_Task to complete_. Scan the data, and whenever a line contains "heuristics", copy it.
━━ Data for this exercise
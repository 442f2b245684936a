//! OpenAPI documentation.

use utoipa::OpenApi;

use crate::error;
use crate::handlers;
use ottowrite_core::models;

#[derive(OpenApi)]
#[openapi(
    info(
        title = "OttoWrite Access Control API",
        version = "0.1.0",
        description = "Manuscript access control and leak tracking: watermarked shares, \
            signed access tokens, per-request rule evaluation, an append-only audit \
            trail with anomaly alerts, and partner verification scoring. All endpoints \
            are versioned under /api/v1/."
    ),
    paths(
        handlers::shares::create_share,
        handlers::shares::get_share,
        handlers::shares::list_shares_for_submission,
        handlers::access::validate_access,
        handlers::access::list_access_logs,
        handlers::watermark::detect_watermark,
        handlers::alerts::list_alerts,
        handlers::alerts::create_alert,
        handlers::alerts::update_alert_status,
        handlers::verification::verify_partner,
    ),
    components(schemas(
        error::ErrorResponse,
        models::Permission,
        models::AccessControlRules,
        models::AccessAction,
        models::AccessLogEntry,
        models::AlertType,
        models::AlertSeverity,
        models::AlertStatus,
        models::SuspiciousActivityAlert,
        models::ManuscriptShare,
        models::VerificationRequest,
        models::VerificationCriteria,
        models::VerificationLevel,
        models::WatermarkTechnique,
        models::ManuscriptFormat,
        models::WatermarkData,
        ottowrite_watermark::WatermarkDetection,
        ottowrite_watermark::ContentFingerprint,
        ottowrite_watermark::CharacterFrequency,
        ottowrite_verify::VerificationOutcome,
        handlers::shares::CreateShareRequest,
        handlers::shares::ShareResponse,
        handlers::access::ValidateAccessRequest,
        handlers::access::ValidateAccessResponse,
        handlers::watermark::DetectWatermarkRequest,
        handlers::watermark::DetectWatermarkResponse,
        handlers::alerts::CreateAlertRequest,
        handlers::alerts::UpdateAlertStatusRequest,
    )),
    tags(
        (name = "shares", description = "Manuscript share creation and lookup"),
        (name = "access", description = "Access validation and audit logs"),
        (name = "watermark", description = "Watermark detection on suspected leaks"),
        (name = "alerts", description = "Suspicious activity alert review"),
        (name = "verification", description = "Partner verification scoring")
    )
)]
pub struct ApiDoc;
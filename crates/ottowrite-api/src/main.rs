mod api_doc;
mod error;
mod handlers;
mod middleware;
mod setup;
mod state;
mod utils;

use ottowrite_core::Config;

#[tokio::main]
async fn main() -> Result<(), anyhow::Error> {
    let config = Config::from_env()?;

    let (_state, router) = setup::initialize_app(config.clone()).await?;

    setup::server::start_server(&config, router).await?;

    Ok(())
}
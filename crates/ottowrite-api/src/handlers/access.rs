//! Access validation and audit log handlers.

use crate::error::{ErrorResponse, HttpAppError, ValidatedJson};
use crate::state::AppState;
use crate::utils::ip_extraction::extract_client_ip;
use axum::{
    extract::{ConnectInfo, Path, Query, State},
    http::HeaderMap,
    response::IntoResponse,
    Json,
};
use chrono::{Duration, Utc};
use ottowrite_access::{rules, TokenError};
use ottowrite_audit::{device_fingerprint, evaluate_session, AnomalySignal};
use ottowrite_core::models::{
    AccessAction, AccessDecision, AccessLogEntry, AccessRequestContext, AlertSeverity, AlertType,
    ManuscriptShare, NewAccessLogEntry, NewAlert,
};
use ottowrite_core::AppError;
use serde::{Deserialize, Serialize};
use std::net::SocketAddr;
use std::sync::Arc;
use utoipa::ToSchema;
use uuid::Uuid;

/// How far back the anomaly heuristics look.
const ANOMALY_WINDOW_HOURS: i64 = 24;
/// Cap on evidence rows attached to one alert.
const ALERT_EVIDENCE_LIMIT: i64 = 100;

#[derive(Debug, Deserialize, ToSchema)]
pub struct ValidateAccessRequest {
    pub token: String,
    pub action: AccessAction,
    /// Seconds the session lasted; only meaningful with `session_end`.
    pub session_duration_secs: Option<i64>,
}

#[derive(Debug, Serialize, ToSchema)]
pub struct ValidateAccessResponse {
    pub allowed: bool,
    #[serde(skip_serializing_if = "Option::is_none")]
    pub reason: Option<String>,
}

/// Severity policy for alerts raised from detection signals.
fn alert_severity(alert_type: AlertType) -> AlertSeverity {
    match alert_type {
        AlertType::SuspiciousUserAgent => AlertSeverity::Medium,
        AlertType::ExcessiveDuration => AlertSeverity::Low,
        AlertType::RapidAccess => AlertSeverity::High,
        AlertType::ExcessiveDownloads => AlertSeverity::High,
        AlertType::ExcessiveCopies => AlertSeverity::Medium,
        AlertType::Manual => AlertSeverity::Medium,
    }
}

#[utoipa::path(
    post,
    path = "/api/v1/access/validate",
    tag = "access",
    request_body = ValidateAccessRequest,
    responses(
        (status = 200, description = "Decision for the requested action", body = ValidateAccessResponse),
        (status = 404, description = "Share no longer exists", body = ErrorResponse),
        (status = 500, description = "Internal server error", body = ErrorResponse)
    )
)]
pub async fn validate_access(
    State(state): State<Arc<AppState>>,
    ConnectInfo(addr): ConnectInfo<SocketAddr>,
    headers: HeaderMap,
    ValidatedJson(request): ValidatedJson<ValidateAccessRequest>,
) -> Result<impl IntoResponse, HttpAppError> {
    // A bad token is a routine denial, not an error: without a verified
    // payload there is no share to attribute the attempt to.
    let payload = match state.token_service.verify(&request.token) {
        Ok(payload) => payload,
        Err(TokenError::Expired) => {
            return Ok(Json(ValidateAccessResponse {
                allowed: false,
                reason: Some(TokenError::Expired.to_string()),
            }));
        }
        Err(TokenError::Invalid(_)) => {
            return Ok(Json(ValidateAccessResponse {
                allowed: false,
                reason: Some("Invalid access token".to_string()),
            }));
        }
    };

    let share = state
        .shares
        .get_by_watermark(&payload.watermark_id)
        .await?
        .ok_or_else(|| AppError::NotFound("Share not found for token".to_string()))?;

    let ip_address = extract_client_ip(&headers, Some(&addr), state.config.trusted_proxy_count);
    let fingerprint = device_fingerprint(&headers);
    let user_agent = headers
        .get("user-agent")
        .and_then(|v| v.to_str().ok())
        .map(String::from);

    let ctx = AccessRequestContext::now(ip_address.clone(), Some(fingerprint.clone()))
        .with_session_duration(request.session_duration_secs);

    let mut decision = rules::evaluate(&share.rules, &ctx);
    if decision.allowed {
        if let Some(missing) = rules::unauthorized_action(request.action, &share.permissions) {
            decision = AccessDecision::deny(format!("Permission not granted: {}", missing));
        } else if !rules::action_allowed_by_rules(&share.rules, request.action) {
            decision = AccessDecision::deny(rules::REASON_ACTION_DISABLED);
        }
    }

    let entry = state
        .access_logs
        .log_access(NewAccessLogEntry {
            submission_id: share.submission_id,
            partner_id: share.partner_id,
            action: request.action,
            granted: decision.allowed,
            denial_reason: decision.reason.clone(),
            ip_address,
            user_agent,
            device_fingerprint: Some(fingerprint),
            session_duration_secs: request.session_duration_secs,
        })
        .await?;

    scan_for_anomalies(&state, &share, &entry).await;

    Ok(Json(ValidateAccessResponse {
        allowed: decision.allowed,
        reason: decision.reason,
    }))
}

/// Run the anomaly heuristics over the partner's recent activity and raise
/// alerts for every signal. Detection failures are logged, never surfaced:
/// the access decision stands regardless.
async fn scan_for_anomalies(state: &AppState, share: &ManuscriptShare, entry: &AccessLogEntry) {
    let since = Utc::now() - Duration::hours(ANOMALY_WINDOW_HOURS);

    let stats = match state
        .access_logs
        .session_stats(share.submission_id, share.partner_id, since)
        .await
    {
        Ok(stats) => stats,
        Err(e) => {
            tracing::error!(error = %e, access_log_id = entry.id, "Failed to aggregate session stats");
            return;
        }
    };

    let signals = evaluate_session(&stats);
    if signals.is_empty() {
        return;
    }

    let log_ids = state
        .access_logs
        .recent_log_ids(
            share.submission_id,
            share.partner_id,
            since,
            ALERT_EVIDENCE_LIMIT,
        )
        .await
        .unwrap_or_else(|e| {
            tracing::error!(error = %e, "Failed to collect alert evidence ids");
            vec![entry.id]
        });

    for AnomalySignal {
        alert_type,
        description,
    } in signals
    {
        let result = state
            .alerts
            .create(NewAlert {
                submission_id: share.submission_id,
                partner_id: Some(share.partner_id),
                alert_type,
                severity: alert_severity(alert_type),
                description,
                access_log_ids: log_ids.clone(),
            })
            .await;

        if let Err(e) = result {
            tracing::error!(error = %e, ?alert_type, "Failed to create alert");
        }
    }
}

#[derive(Debug, Deserialize, utoipa::IntoParams)]
pub struct AccessLogQuery {
    /// Maximum rows returned, newest first.
    pub limit: Option<i64>,
}

#[utoipa::path(
    get,
    path = "/api/v1/submissions/{id}/access-logs",
    tag = "access",
    params(
        ("id" = Uuid, Path, description = "Submission ID"),
        AccessLogQuery
    ),
    responses(
        (status = 200, description = "Access log entries", body = [AccessLogEntry])
    )
)]
pub async fn list_access_logs(
    State(state): State<Arc<AppState>>,
    Path(submission_id): Path<Uuid>,
    Query(query): Query<AccessLogQuery>,
) -> Result<impl IntoResponse, HttpAppError> {
    let limit = query.limit.unwrap_or(100).clamp(1, 1000);
    let entries = state
        .access_logs
        .list_for_submission(submission_id, limit)
        .await?;
    Ok(Json(entries))
}
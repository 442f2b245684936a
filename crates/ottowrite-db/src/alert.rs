//! Suspicious-activity alert repository.

use ottowrite_core::models::{AlertStatus, NewAlert, SuspiciousActivityAlert};
use ottowrite_core::AppError;
use sqlx::{PgPool, Postgres};
use uuid::Uuid;

const ALERT_COLUMNS: &str = "id, submission_id, partner_id, alert_type, severity, description, \
     access_log_ids, status, created_at, updated_at";

/// Repository for alerts. Rows are created by detection or manually, mutated
/// only through status updates, never deleted.
#[derive(Clone)]
pub struct AlertRepository {
    pool: PgPool,
}

impl AlertRepository {
    pub fn new(pool: PgPool) -> Self {
        Self { pool }
    }

    #[tracing::instrument(skip(self, alert), fields(db.table = "suspicious_activity_alerts", db.operation = "insert"))]
    pub async fn create(&self, alert: NewAlert) -> Result<SuspiciousActivityAlert, AppError> {
        let created = sqlx::query_as::<Postgres, SuspiciousActivityAlert>(&format!(
            r#"
            INSERT INTO suspicious_activity_alerts (
                submission_id, partner_id, alert_type, severity, description, access_log_ids
            )
            VALUES ($1, $2, $3, $4, $5, $6)
            RETURNING {ALERT_COLUMNS}
            "#
        ))
        .bind(alert.submission_id)
        .bind(alert.partner_id)
        .bind(alert.alert_type)
        .bind(alert.severity)
        .bind(&alert.description)
        .bind(&alert.access_log_ids)
        .fetch_one(&self.pool)
        .await?;

        tracing::warn!(
            alert_id = %created.id,
            submission_id = %created.submission_id,
            alert_type = ?created.alert_type,
            severity = ?created.severity,
            "Suspicious activity alert created"
        );

        Ok(created)
    }

    #[tracing::instrument(skip(self), fields(db.table = "suspicious_activity_alerts", db.operation = "select"))]
    pub async fn get(&self, id: Uuid) -> Result<Option<SuspiciousActivityAlert>, AppError> {
        let alert = sqlx::query_as::<Postgres, SuspiciousActivityAlert>(&format!(
            "SELECT {ALERT_COLUMNS} FROM suspicious_activity_alerts WHERE id = $1"
        ))
        .bind(id)
        .fetch_optional(&self.pool)
        .await?;

        Ok(alert)
    }

    /// List alerts, optionally narrowed by status and submission, newest
    /// first.
    #[tracing::instrument(skip(self), fields(db.table = "suspicious_activity_alerts", db.operation = "select"))]
    pub async fn list(
        &self,
        status: Option<AlertStatus>,
        submission_id: Option<Uuid>,
        limit: i64,
    ) -> Result<Vec<SuspiciousActivityAlert>, AppError> {
        let alerts = sqlx::query_as::<Postgres, SuspiciousActivityAlert>(&format!(
            r#"
            SELECT {ALERT_COLUMNS} FROM suspicious_activity_alerts
            WHERE ($1::alert_status IS NULL OR status = $1)
              AND ($2::uuid IS NULL OR submission_id = $2)
            ORDER BY created_at DESC
            LIMIT $3
            "#
        ))
        .bind(status)
        .bind(submission_id)
        .bind(limit)
        .fetch_all(&self.pool)
        .await?;

        Ok(alerts)
    }

    /// Move an alert through the review workflow.
    #[tracing::instrument(skip(self), fields(db.table = "suspicious_activity_alerts", db.operation = "update"))]
    pub async fn update_status(
        &self,
        id: Uuid,
        status: AlertStatus,
    ) -> Result<SuspiciousActivityAlert, AppError> {
        let updated = sqlx::query_as::<Postgres, SuspiciousActivityAlert>(&format!(
            r#"
            UPDATE suspicious_activity_alerts
            SET status = $2, updated_at = NOW()
            WHERE id = $1
            RETURNING {ALERT_COLUMNS}
            "#
        ))
        .bind(id)
        .bind(status)
        .fetch_optional(&self.pool)
        .await?
        .ok_or_else(|| AppError::NotFound(format!("Alert {} not found", id)))?;

        Ok(updated)
    }
}
//! Configuration module
//!
//! Env-driven configuration for the access-control service. Constructed once at
//! startup and passed explicitly into the components that need it; no global
//! state.

use std::env;

use crate::error::AppError;

const MAX_CONNECTIONS: u32 = 20;
const CONNECTION_TIMEOUT_SECS: u64 = 30;
const TOKEN_EXPIRY_DAYS: i64 = 90;
const TRUSTED_PROXY_COUNT: usize = 1;

/// Placeholder signing secret for local development. Exactly long enough to
/// satisfy the 32-byte minimum; refused outright in production.
pub const DEV_TOKEN_SECRET: &str = "ottowrite-dev-secret-0123456789abcdef";

/// Application configuration
#[derive(Clone, Debug)]
pub struct Config {
    pub server_port: u16,
    pub cors_origins: Vec<String>,
    pub database_url: String,
    pub db_max_connections: u32,
    pub db_timeout_seconds: u64,
    /// HMAC signing secret for access tokens. Must be at least 32 bytes.
    pub token_secret: String,
    /// Default lifetime of issued access tokens.
    pub token_expiry_days: i64,
    /// Number of trusted proxies in front of the service, for client IP
    /// extraction from X-Forwarded-For.
    pub trusted_proxy_count: usize,
    pub environment: String,
}

impl Config {
    /// Check if the application is running in production mode
    pub fn is_production(&self) -> bool {
        let env = self.environment.to_lowercase();
        env == "production" || env == "prod"
    }

    pub fn from_env() -> Result<Self, anyhow::Error> {
        dotenvy::dotenv().ok();

        let environment = env::var("ENVIRONMENT")
            .or_else(|_| env::var("APP_ENV"))
            .unwrap_or_else(|_| "development".to_string());

        let cors_origins_str = env::var("CORS_ORIGINS").unwrap_or_else(|_| "*".to_string());
        let cors_origins: Vec<String> = cors_origins_str
            .split(',')
            .map(|s| s.trim().to_string())
            .collect();

        let config = Config {
            server_port: env::var("PORT")
                .unwrap_or_else(|_| "4000".to_string())
                .parse()
                .map_err(|_| anyhow::anyhow!("PORT must be a valid number"))?,
            cors_origins,
            database_url: env::var("DATABASE_URL")
                .map_err(|_| anyhow::anyhow!("DATABASE_URL must be set"))?,
            db_max_connections: env::var("DB_MAX_CONNECTIONS")
                .unwrap_or_else(|_| MAX_CONNECTIONS.to_string())
                .parse()
                .unwrap_or(MAX_CONNECTIONS),
            db_timeout_seconds: env::var("DB_TIMEOUT_SECONDS")
                .unwrap_or_else(|_| CONNECTION_TIMEOUT_SECS.to_string())
                .parse()
                .unwrap_or(CONNECTION_TIMEOUT_SECS),
            token_secret: env::var("TOKEN_SECRET")
                .unwrap_or_else(|_| DEV_TOKEN_SECRET.to_string()),
            token_expiry_days: env::var("TOKEN_EXPIRY_DAYS")
                .unwrap_or_else(|_| TOKEN_EXPIRY_DAYS.to_string())
                .parse()
                .unwrap_or(TOKEN_EXPIRY_DAYS),
            trusted_proxy_count: env::var("TRUSTED_PROXY_COUNT")
                .unwrap_or_else(|_| TRUSTED_PROXY_COUNT.to_string())
                .parse()
                .unwrap_or(TRUSTED_PROXY_COUNT),
            environment,
        };

        config.validate()?;
        Ok(config)
    }

    pub fn validate(&self) -> Result<(), AppError> {
        if self.token_secret.len() < 32 {
            return Err(AppError::Configuration(
                "TOKEN_SECRET must be at least 32 bytes long".to_string(),
            ));
        }

        if self.is_production() && self.token_secret == DEV_TOKEN_SECRET {
            return Err(AppError::Configuration(
                "TOKEN_SECRET must be set explicitly in production".to_string(),
            ));
        }

        if self.is_production() && self.cors_origins.iter().any(|o| o == "*") {
            return Err(AppError::Configuration(
                "CORS_ORIGINS cannot be '*' in production. Please specify explicit origins."
                    .to_string(),
            ));
        }

        if !self.database_url.starts_with("postgresql://")
            && !self.database_url.starts_with("postgres://")
        {
            return Err(AppError::Configuration(
                "DATABASE_URL must be a valid PostgreSQL connection string".to_string(),
            ));
        }

        if self.token_expiry_days <= 0 {
            return Err(AppError::Configuration(
                "TOKEN_EXPIRY_DAYS must be positive".to_string(),
            ));
        }

        Ok(())
    }
}
pub mod ip_extraction;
━━━━
_Output for this exercise_.
/// How far back the anomaly heuristics look.
/// Run the anomaly heuristics over the partner's recent activity and raise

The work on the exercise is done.